THESIS: Preventing Overdiagnosis, the Quaternary Prevention

Maria Llargués Pou, a soon-to-be Family Physician in Barcelona, recently shared with me her Bachelor's Thesis. 

Her work - "Primum non nocere" Preventing Overdiagnosis, the Quaternary Prevention provides a concise introduction to the efforts around the world to prevent overuse of tests, treatments, and disease-labels, as well as the reasons we must address this growing issue.

 

Medicine’s much hailed ability to help the sick is fast being challenged by its propensity to harm the healthy 

Llargués Pou has beautifully laid out an evolution of ideas, from Ivan Illich's idea of Iatrogenesis, to Jamoulle's attempts to thwart iatrogenic harm with a public health model of Quaternary Prevention, and now, contemporary efforts to tackle overdiagnosis, like the Choosing Wisely Campaign and Preventing Overdiagnosis conference. Her paper serves as a great "backgrounder" for those who wish to learn more about the broad themes and history of this movement.

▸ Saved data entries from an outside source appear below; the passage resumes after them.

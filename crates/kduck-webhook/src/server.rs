//! HTTP server hosting conversion controllers

use std::collections::HashSet;
use std::net::{Ipv4Addr, SocketAddr};
use std::sync::Arc;

use axum::Router;
use axum::routing::any;
use tokio::net::TcpListener;
use tokio_util::sync::CancellationToken;
use tracing::info;

use crate::conversion::{ConversionController, handle_conversion};
use crate::error::{Result, WebhookError};
use crate::options::WebhookOptions;
use crate::stats;

/// A webhook serving one path per controller
pub struct Webhook {
    pub options: WebhookOptions,
    controllers: Vec<Arc<dyn ConversionController>>,
}

impl Webhook {
    /// Create the webhook and register its metric views.
    ///
    /// Fails when a controller path does not start with `/` or two
    /// controllers share a path.
    pub fn new(
        options: WebhookOptions,
        controllers: Vec<Arc<dyn ConversionController>>,
    ) -> Result<Self> {
        let mut paths = HashSet::new();
        for controller in &controllers {
            let path = controller.path();
            if !path.starts_with('/') {
                return Err(WebhookError::InvalidOptions(format!(
                    "controller path {:?} must start with '/'",
                    path
                )));
            }
            if !paths.insert(path.to_string()) {
                return Err(WebhookError::InvalidOptions(format!(
                    "duplicate controller path {:?}",
                    path
                )));
            }
        }

        stats::register_views()?;
        Ok(Self {
            options,
            controllers,
        })
    }

    /// Router with every controller mounted at its path
    pub fn router(&self) -> Router {
        self.controllers
            .iter()
            .fold(Router::new(), |router, controller| {
                router.merge(
                    Router::new()
                        .route(controller.path(), any(handle_conversion))
                        .with_state(Arc::clone(controller)),
                )
            })
    }

    /// Listen on all interfaces at the configured port until `shutdown` fires
    pub async fn run(&self, shutdown: CancellationToken) -> Result<()> {
        let addr = SocketAddr::from((Ipv4Addr::UNSPECIFIED, self.options.port));
        let listener = TcpListener::bind(addr).await?;
        self.serve(listener, shutdown).await
    }

    /// Serve on an already bound listener until `shutdown` fires
    pub async fn serve(&self, listener: TcpListener, shutdown: CancellationToken) -> Result<()> {
        info!(
            addr = %listener.local_addr()?,
            service = %self.options.service_name,
            controllers = self.controllers.len(),
            "webhook listening"
        );
        axum::serve(listener, self.router())
            .with_graceful_shutdown(async move { shutdown.cancelled().await })
            .await?;
        info!("webhook stopped");
        Ok(())
    }
}

#[cfg(test)]
mod tests {
    use super::*;
    use crate::review::{ConversionRequest, ConversionResponse};
    use async_trait::async_trait;
    use tokio::io::{AsyncReadExt, AsyncWriteExt};
    use tokio::net::TcpStream;

    struct Echo(&'static str);

    #[async_trait]
    impl ConversionController for Echo {
        fn path(&self) -> &str {
            self.0
        }

        async fn convert(&self, request: &ConversionRequest) -> ConversionResponse {
            ConversionResponse::success(&request.uid, request.objects.clone())
        }
    }

    fn echo(path: &'static str) -> Arc<dyn ConversionController> {
        Arc::new(Echo(path))
    }

    fn options() -> WebhookOptions {
        WebhookOptions::new("webhook", "webhook-certs")
    }

    #[test]
    fn test_rejects_bad_paths() {
        let err = Webhook::new(options(), vec![echo("convert")]).err().unwrap();
        assert!(matches!(err, WebhookError::InvalidOptions(_)));

        let err = Webhook::new(options(), vec![echo("/convert"), echo("/convert")])
            .err()
            .unwrap();
        assert!(err.to_string().contains("duplicate"));
    }

    #[tokio::test]
    async fn test_serve_until_cancelled() {
        let webhook = Webhook::new(options(), vec![echo("/convert")]).unwrap();
        let listener = TcpListener::bind("127.0.0.1:0").await.unwrap();
        let addr = listener.local_addr().unwrap();
        let shutdown = CancellationToken::new();
        let server = {
            let shutdown = shutdown.clone();
            tokio::spawn(async move { webhook.serve(listener, shutdown).await })
        };

        let body = r#"{"apiVersion":"apiextensions.k8s.io/v1","kind":"ConversionReview","request":{"uid":"abc","desiredAPIVersion":"example.com/v1","objects":[]}}"#;
        let request = format!(
            "POST /convert HTTP/1.1\r\nHost: {}\r\nContent-Type: application/json\r\nContent-Length: {}\r\nConnection: close\r\n\r\n{}",
            addr,
            body.len(),
            body
        );
        let mut stream = TcpStream::connect(addr).await.unwrap();
        stream.write_all(request.as_bytes()).await.unwrap();
        let mut reply = String::new();
        stream.read_to_string(&mut reply).await.unwrap();

        assert!(reply.starts_with("HTTP/1.1 200"));
        assert!(reply.contains(r#""uid":"abc""#));

        shutdown.cancel();
        server.await.unwrap().unwrap();
    }
}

You can view the full text HERE.

Overdiagnosis across medical disciplines: a scoping review | BMJ Open

Curious about which areas of medicine have more problems with overdiagnosis than others? Wondering in which fields the problem has been studied extensively? A group from the Netherlands has looked into this extensively in their paper: Overdiagnosis across medical disciplines: a scoping review for BMJ Open.

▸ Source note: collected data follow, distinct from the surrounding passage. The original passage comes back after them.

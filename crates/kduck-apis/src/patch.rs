//! Patches between two versions of a duck-typed object

use serde::Serialize;
use serde_json::{Map, Value};

use crate::error::Result;

/// JSON patch (RFC 6902) turning `before` into `after`
pub fn create_patch<T: Serialize>(before: &T, after: &T) -> Result<json_patch::Patch> {
    let before = serde_json::to_value(before)?;
    let after = serde_json::to_value(after)?;
    Ok(json_patch::diff(&before, &after))
}

/// JSON merge patch (RFC 7386) turning `before` into `after`.
///
/// Removed keys are set to `null`; arrays are replaced wholesale.
pub fn create_merge_patch<T: Serialize>(before: &T, after: &T) -> Result<Value> {
    let before = serde_json::to_value(before)?;
    let after = serde_json::to_value(after)?;
    Ok(merge_diff(&before, &after).unwrap_or_else(|| Value::Object(Map::new())))
}

/// `None` when the values are equal
fn merge_diff(before: &Value, after: &Value) -> Option<Value> {
    match (before, after) {
        (Value::Object(old), Value::Object(new)) => {
            let mut patch = Map::new();
            for (key, value) in new {
                let changed = match old.get(key) {
                    Some(previous) => merge_diff(previous, value),
                    None => Some(value.clone()),
                };
                if let Some(changed) = changed {
                    patch.insert(key.clone(), changed);
                }
            }
            for key in old.keys().filter(|k| !new.contains_key(*k)) {
                patch.insert(key.clone(), Value::Null);
            }
            (!patch.is_empty()).then_some(Value::Object(patch))
        }
        _ if before == after => None,
        _ => Some(after.clone()),
    }
}
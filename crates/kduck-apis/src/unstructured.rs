//! Conversion between unstructured objects and typed duck structs
//!
//! The dynamic client hands out [`DynamicObject`]s: a bag of JSON with
//! metadata pulled out. Converting to a duck type is a JSON round-trip, so a
//! duck type sees exactly the fields the API server returned and nothing
//! more.

use kube::api::{DynamicObject, ObjectList};
use kube::discovery::ApiResource;

use crate::duck::{Duck, object_key};
use crate::error::{DuckError, Result};

/// An unstructured list as returned by the dynamic client
#[derive(Debug, Clone, Default)]
pub struct UnstructuredList {
    /// Resource version the list was served at
    pub resource_version: Option<String>,
    pub items: Vec<DynamicObject>,
}

impl From<ObjectList<DynamicObject>> for UnstructuredList {
    fn from(list: ObjectList<DynamicObject>) -> Self {
        Self {
            resource_version: list.metadata.resource_version,
            items: list.items,
        }
    }
}

/// A typed list produced from an [`UnstructuredList`]
#[derive(Debug, Clone)]
pub struct TypedList<T> {
    pub resource_version: Option<String>,
    pub items: Vec<T>,
}

impl<T> Default for TypedList<T> {
    fn default() -> Self {
        Self {
            resource_version: None,
            items: Vec::new(),
        }
    }
}

/// Decode an unstructured object, keeping the raw decoder error.
///
/// The watch adapter reports this error text verbatim in error events.
pub(crate) fn decode<T: Duck>(obj: &DynamicObject) -> serde_json::Result<T> {
    let value = serde_json::to_value(obj)?;
    serde_json::from_value(value)
}

/// Convert an unstructured object into the duck type `T`
pub fn from_unstructured<T: Duck>(obj: &DynamicObject) -> Result<T> {
    decode(obj).map_err(|e| DuckError::Conversion {
        key: object_key(
            obj.metadata.namespace.as_deref(),
            obj.metadata.name.as_deref().unwrap_or_default(),
        ),
        type_name: std::any::type_name::<T>(),
        message: e.to_string(),
    })
}

/// Convert every item of an unstructured list, or of a kube
/// `ObjectList<DynamicObject>`. The first item that fails to decode aborts
/// the conversion.
pub fn from_unstructured_list<T: Duck>(
    list: impl Into<UnstructuredList>,
) -> Result<TypedList<T>> {
    let list = list.into();
    let items = list
        .items
        .iter()
        .map(from_unstructured)
        .collect::<Result<Vec<T>>>()?;

    Ok(TypedList {
        resource_version: list.resource_version,
        items,
    })
}

/// Convert a typed object back into an unstructured one for `resource`.
///
/// `apiVersion` and `kind` are always taken from `resource`, since duck
/// types do not carry them.
pub fn to_unstructured<T: Duck>(obj: &T, resource: &ApiResource) -> Result<DynamicObject> {
    let mut value = serde_json::to_value(obj)?;
    if let Some(map) = value.as_object_mut() {
        map.insert(
            "apiVersion".to_string(),
            serde_json::Value::String(resource.api_version.clone()),
        );
        map.insert(
            "kind".to_string(),
            serde_json::Value::String(resource.kind.clone()),
        );
    }
    Ok(serde_json::from_value(value)?)
}

#[cfg(test)]
mod tests {
    use super::*;
    use crate::duck::{AddressableType, KResource};
    use serde_json::json;

    fn resource() -> ApiResource {
        ApiResource {
            group: "pkg.kduck.dev".to_string(),
            version: "v2".to_string(),
            api_version: "pkg.kduck.dev/v2".to_string(),
            kind: "Resource".to_string(),
            plural: "resources".to_string(),
        }
    }

    fn addressable(name: &str, hostname: &str) -> DynamicObject {
        DynamicObject::new(name, &resource())
            .within("foo")
            .data(json!({"status": {"address": {"hostname": hostname}}}))
    }

    #[test]
    fn test_from_unstructured() {
        let typed: AddressableType = from_unstructured(&addressable("bar", "my_hostname")).unwrap();
        assert_eq!(typed.hostname(), Some("my_hostname"));
        assert_eq!(typed.metadata.name.as_deref(), Some("bar"));
        assert_eq!(typed.metadata.namespace.as_deref(), Some("foo"));
    }

    #[test]
    fn test_from_unstructured_reports_key() {
        let bad = DynamicObject::new("broken", &resource())
            .within("foo")
            .data(json!({"status": {"conditions": "not-a-list"}}));

        let err = from_unstructured::<KResource>(&bad).unwrap_err();
        match err {
            DuckError::Conversion { key, type_name, .. } => {
                assert_eq!(key, "foo/broken");
                assert!(type_name.ends_with("KResource"));
            }
            other => panic!("unexpected error: {other}"),
        }
    }

    #[test]
    fn test_from_unstructured_list_keeps_resource_version() {
        let list = UnstructuredList {
            resource_version: Some("1234".to_string()),
            items: vec![addressable("a", "a.host"), addressable("b", "b.host")],
        };

        let typed: TypedList<AddressableType> = from_unstructured_list(list).unwrap();
        assert_eq!(typed.resource_version.as_deref(), Some("1234"));
        let hosts: Vec<_> = typed.items.iter().filter_map(|i| i.hostname()).collect();
        assert_eq!(hosts, vec!["a.host", "b.host"]);
    }

    #[test]
    fn test_from_object_list() {
        let list: ObjectList<DynamicObject> = serde_json::from_value(json!({
            "apiVersion": "pkg.kduck.dev/v2",
            "kind": "ResourceList",
            "metadata": {"resourceVersion": "77"},
            "items": [
                serde_json::to_value(addressable("a", "a.host")).unwrap(),
                serde_json::to_value(addressable("b", "b.host")).unwrap(),
            ]
        }))
        .unwrap();

        let typed: TypedList<AddressableType> = from_unstructured_list(list).unwrap();
        assert_eq!(typed.resource_version.as_deref(), Some("77"));
        let keys: Vec<_> = typed.items.iter().map(|i| i.key()).collect();
        assert_eq!(keys, vec!["foo/a", "foo/b"]);
    }

    #[test]
    fn test_to_unstructured_sets_type_meta() {
        let typed: AddressableType = from_unstructured(&addressable("bar", "h")).unwrap();
        let back = to_unstructured(&typed, &resource()).unwrap();

        let types = back.types.expect("type meta");
        assert_eq!(types.api_version, "pkg.kduck.dev/v2");
        assert_eq!(types.kind, "Resource");
        assert_eq!(back.data["status"]["address"]["hostname"], json!("h"));
    }
}
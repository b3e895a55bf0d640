//! Error types for kduck-metrics

use thiserror::Error;

/// Result type for metrics operations
pub type Result<T> = std::result::Result<T, MetricsError>;

/// Errors from view registration, data retrieval and configuration
#[derive(Debug, Error)]
#[non_exhaustive]
pub enum MetricsError {
    // ============ View Errors ============
    #[error("cannot register view {name:?}: a different view with the same name is already registered")]
    ViewConflict { name: String },

    #[error("cannot retrieve data; view {name:?} is not registered")]
    ViewNotRegistered { name: String },

    // ============ Configuration Errors ============
    #[error("invalid observability config {key:?}: {message}")]
    InvalidConfig { key: String, message: String },

    #[error("YAML error: {0}")]
    Yaml(#[from] serde_yaml::Error),
}

impl MetricsError {
    pub(crate) fn invalid_config(key: &str, message: impl Into<String>) -> Self {
        MetricsError::InvalidConfig {
            key: key.to_string(),
            message: message.into(),
        }
    }
}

One of the biggest challenges in exploring this area is that the problem of 'too much medicine' goes by many different terms, these vary from place to place, and even where the same term is used there is disagreement about definitions. 

Jenniskens, a PhD student at Utrecht University, et al looked at almost 5000 studies and included 1581 for review. Unsurprisingly, the majority of papers pertained to the field of oncology, perhaps because wide-spread screening programs and attempts for early diagnosis are much more common for cancer than for chronic disease and other conditions. Though they did not publish the information, they also took a moment to determine from where in the world the papers were being written.

For years, I have been fascinated with the geographically diverse response to the problem of overdiagnosis and the idea that overdiagnosis can happen in resource-rich and -poor countries alike. I worked with Alan Cassels to facilitate a group discussion at the Preventing Overdiagnosis conference in Barcelona in 2016. We identified movements that attempt to combat overuse of tests, treatments, and procedures around the world (presentation slides are available here) and discussed what factors in each region might be playing a role.

Seeing that presentation and recognizing my interest, Mr Jenniskens has since kindly provided me with a breakdown of the country of origin of the authors for the papers analyzed in his group's review. While most of the papers were tied to the United States, first authors from 65 different countries were among the 1581 papers.

 Grey - no authors; Light Green - few authors; Orange - many authors.

Grey - no authors; Light Green - few authors; Orange - many authors.

Please click through to interactive map to view the % proportion of authors of the 1581 assessed papers, originating from each country. From Albania to Zimbabwe, it is clear that overdiagnosis is a global concern, and is being researched everywhere.

Read more about the papers considered in the scoping review.

Source: http://bmjopen.bmj.com/content/7/12/e01844...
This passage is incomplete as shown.